This week (Feb. 26, 2015) marks World Pistachio Day! Here, a look at the big health benefits of the little pistachio nut
Pistachios originated in the Middle East and are one of the oldest flowering nut trees, with evidence suggesting that people have enjoyed them from as early as 7,000 B.C.
Today, in China, the pistachio is often given as a gift during the Chinese New Year as a symbol of health, happiness and good fortune — and perhaps for good reason. While enjoyed around the world for their crunchy, delicious taste, studies continue to show the big health benefits of the little pistachio nut.
Pistachios are a nutritional powerhouse, containing more than 30 different vitamins, minerals and beneficial phytonutrients including thiamin, potassium, fiber, magnesium and vitamin B6.
And more good news for pistachio fans: studies have shown they deliver a number of health benefits including help with managing diabetes and reducing risk for some cancers and cardiovascular disease.
Lung Cancer. A daily dose of pistachios may help reduce the risk of lung and other cancers, according to data presented at the American Association for Cancer Research Frontiers in Cancer Prevention Research Conference. This is because pistachios are a good source of gamma-tocopherol (a form of vitamin E), which is thought to help in the fight against cancer
“It is known that vitamin E provides a degree of protection against certain forms of cancer. Higher intakes of gamma-tocopherol, which is a form of vitamin E, may reduce the risk of lung cancer,” said Ladia M. Hernandez, senior research dietitian at the University of Texas.

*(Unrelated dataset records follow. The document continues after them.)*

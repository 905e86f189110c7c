use std::sync::LazyLock;

use regex::Regex;
use textwrap::core::Fragment;
use textwrap::wrap_algorithms::wrap_first_fit;
use unicode_width::UnicodeWidthStr;

use super::markup;
use crate::parser::segments::{is_progressive_bullet, is_static_bullet};
use crate::theme::Theme;

pub const PROGRESSIVE_GLYPH: &str = "•";
pub const STATIC_GLYPH: &str = "–";

static INLINE_RE: LazyLock<Regex> = LazyLock::new(|| {
    Regex::new(
        r"\*\*([^*]+)\*\*|__([^_]+)__|`([^`]+)`|\*([^*\s](?:[^*]*[^*\s])?)\*|\b_([^_\s](?:[^_]*[^_\s])?)_\b",
    )
    .expect("Invalid inline style regex")
});

static HEADING_RE: LazyLock<Regex> =
    LazyLock::new(|| Regex::new(r"^(#{1,6})\s+(.*)$").expect("Invalid heading regex"));

static ORDERED_RE: LazyLock<Regex> =
    LazyLock::new(|| Regex::new(r"^(\d+[.)])\s+(.*)$").expect("Invalid ordered list regex"));

/// Inline emphasis markers resolved to markup tags.
fn inline_runs(text: &str) -> Vec<(&str, Option<&'static str>)> {
    let mut runs = Vec::new();
    let mut cursor = 0;
    for caps in INLINE_RE.captures_iter(text) {
        let Some(whole) = caps.get(0) else { continue };
        if whole.start() > cursor {
            runs.push((&text[cursor..whole.start()], None));
        }
        let (inner, tag) = if let Some(m) = caps.get(1).or_else(|| caps.get(2)) {
            (m.as_str(), "bold")
        } else if let Some(m) = caps.get(3) {
            (m.as_str(), "green")
        } else if let Some(m) = caps.get(4).or_else(|| caps.get(5)) {
            (m.as_str(), "italic")
        } else {
            continue;
        };
        runs.push((inner, Some(tag)));
        cursor = whole.end();
    }
    if cursor < text.len() {
        runs.push((&text[cursor..], None));
    }
    runs
}

/// One wrappable word. It may mix several styles, e.g. `**bold**,`.
#[derive(Debug, Default)]
struct Word {
    markup: String,
    width: usize,
    whitespace: usize,
}

impl Word {
    fn push(&mut self, piece: &str, tag: Option<&str>) {
        let escaped = markup::escape(piece);
        match tag {
            Some(tag) => self.markup.push_str(&format!("[{tag}]{escaped}[/]")),
            None => self.markup.push_str(&escaped),
        }
        self.width += UnicodeWidthStr::width(piece);
    }

    fn is_empty(&self) -> bool {
        self.markup.is_empty()
    }
}

impl Fragment for Word {
    fn width(&self) -> f64 {
        self.width as f64
    }

    fn whitespace_width(&self) -> f64 {
        self.whitespace as f64
    }

    fn penalty_width(&self) -> f64 {
        0.0
    }
}

fn words(text: &str) -> Vec<Word> {
    let mut words: Vec<Word> = Vec::new();
    let mut current = Word::default();
    for (run, tag) in inline_runs(text) {
        for (i, piece) in run.split(' ').enumerate() {
            if i > 0 {
                if current.is_empty() {
                    if let Some(last) = words.last_mut() {
                        last.whitespace += 1;
                    }
                } else {
                    current.whitespace = 1;
                    words.push(std::mem::take(&mut current));
                }
            }
            if !piece.is_empty() {
                current.push(piece, tag);
            }
        }
    }
    if !current.is_empty() {
        words.push(current);
    }
    words
}

/// Wrap styled text to `width` columns. Continuation lines are indented by
/// the width of `prefix` so list items hang.
pub fn wrap(text: &str, width: usize, prefix: &str) -> Vec<String> {
    let indent = " ".repeat(markup::width(prefix));
    let available = width.saturating_sub(indent.len()).max(1);
    let words = words(text);
    if words.is_empty() {
        return vec![prefix.trim_end().to_string()];
    }

    wrap_first_fit(&words, &[available as f64])
        .into_iter()
        .enumerate()
        .map(|(i, line)| {
            let mut out = if i == 0 {
                prefix.to_string()
            } else {
                indent.clone()
            };
            for (j, word) in line.iter().enumerate() {
                out.push_str(&word.markup);
                if j + 1 < line.len() {
                    out.push_str(&" ".repeat(word.whitespace));
                }
            }
            out
        })
        .collect()
}

/// Render a text segment into markup lines no wider than `width` (except
/// for single words that cannot be broken).
pub fn render(text: &str, width: usize, theme: &Theme) -> Vec<String> {
    let mut lines = Vec::new();
    for raw in text.lines() {
        let line = raw.trim_end();
        if line.trim().is_empty() {
            lines.push(String::new());
            continue;
        }
        let depth = (line.len() - line.trim_start().len()).min(width / 4);
        let lead = " ".repeat(depth);
        let body = line.trim_start();

        if is_progressive_bullet(line) {
            let prefix = format!("{lead}{PROGRESSIVE_GLYPH} ");
            lines.extend(wrap(body[1..].trim_start(), width, &prefix));
        } else if is_static_bullet(line) {
            let prefix = format!("{lead}{STATIC_GLYPH} ");
            lines.extend(wrap(body[1..].trim_start(), width, &prefix));
        } else if let Some(caps) = ORDERED_RE.captures(body) {
            let prefix = format!("{lead}{} ", &caps[1]);
            lines.extend(wrap(&caps[2], width, &prefix));
        } else if let Some(caps) = HEADING_RE.captures(body) {
            let color = match caps[1].len() {
                1 => &theme.h1.color,
                2 => &theme.h2.color,
                _ => &theme.h3.color,
            };
            let style = if markup::parse_color(color).is_some() {
                format!("bold {color}")
            } else {
                "bold".to_string()
            };
            for wrapped in textwrap::wrap(&caps[2], width.max(1)) {
                lines.push(format!("[{style}]{}[/]", markup::escape(&wrapped)));
            }
        } else if let Some(quote) = body.strip_prefix('>') {
            for wrapped in wrap(quote.trim_start(), width.saturating_sub(2), "") {
                lines.push(format!("[dim]│[/] [italic]{wrapped}[/]"));
            }
        } else {
            lines.extend(wrap(body, width, &lead));
        }
    }
    lines
}

#[cfg(test)]
mod tests {
    use super::*;
    use crate::settings::Settings;

    fn theme() -> Theme {
        Theme::from_settings(&Settings::default())
    }

    #[test]
    fn test_bullet_glyphs() {
        let lines = render("* one\n- two\nplain", 40, &theme());
        assert_eq!(lines, vec!["• one", "– two", "plain"]);
    }

    #[test]
    fn test_hidden_bullet_blank_line_kept() {
        let lines = render("* one\n\n- three", 40, &theme());
        assert_eq!(lines.len(), 3);
        assert!(lines[1].is_empty());
    }

    #[test]
    fn test_inline_styles_become_markup() {
        let lines = render("a **bold** and *it* with `code`", 80, &theme());
        assert_eq!(
            lines[0],
            "a [bold]bold[/] and [italic]it[/] with [green]code[/]"
        );
        assert_eq!(markup::strip(&lines[0]), "a bold and it with code");
    }

    #[test]
    fn test_wrapping_hangs_under_bullet() {
        let lines = render("* alpha beta gamma delta", 14, &theme());
        assert_eq!(lines.len(), 2);
        assert_eq!(markup::strip(&lines[0]), "• alpha beta");
        assert_eq!(markup::strip(&lines[1]), "  gamma delta");
        assert!(lines.iter().all(|l| markup::width(l) <= 14));
    }

    #[test]
    fn test_styled_word_wraps_as_unit() {
        let lines = wrap("xxxx **bold**, yy", 8, "");
        let plain: Vec<String> = lines.iter().map(|l| markup::strip(l)).collect();
        assert_eq!(plain, vec!["xxxx", "bold, yy"]);
        assert_eq!(lines[1], "[bold]bold[/], yy");
    }

    #[test]
    fn test_brackets_in_prose_stay_literal() {
        let lines = render("see [docs](http://x) and [bold]", 80, &theme());
        assert_eq!(markup::strip(&lines[0]), "see [docs](http://x) and [bold]");
    }

    #[test]
    fn test_inline_heading_uses_heading_colour() {
        let lines = render("## Part", 40, &theme());
        assert_eq!(lines, vec!["[bold cyan]Part[/]"]);
    }

    #[test]
    fn test_multiple_spaces_preserved() {
        assert_eq!(wrap("a  b", 20, ""), vec!["a  b"]);
    }
}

Cardiovascular health. Pistachios also provide heart healthy antioxidants. And most of the fat in pistachios is the ‘good’ fat that helps lower the risk of heart disease. Recent research from Penn State found that eating one to two handfuls of pistachios a day resulted in a nine to 12 per cent reduction in “bad” LDL cholesterol levels.
And according to the Mayo Clinic, eating nuts — including pistachios — reduces your risk of developing blood clots that can cause a fatal heart attack. Phytosterols — a substance that helps the body from absorbing cholesterol — can prevent arteries from clogging and to keep blood vessels clean.
Diabetes. A study from the University of Toronto found that when a handful of pistachios were eaten with a high glycemic index food (like white bread), the pistachios helped to thwart a rise in blood sugar. They also helped to suppress appetite by reducing hunger-stimulating hormones.
Pistachios have been called the ‘skinny nut’ because they are one of the lowest calorie, lowest fat and highest fiber nuts. (Each pistachio contains 3-4 calories.)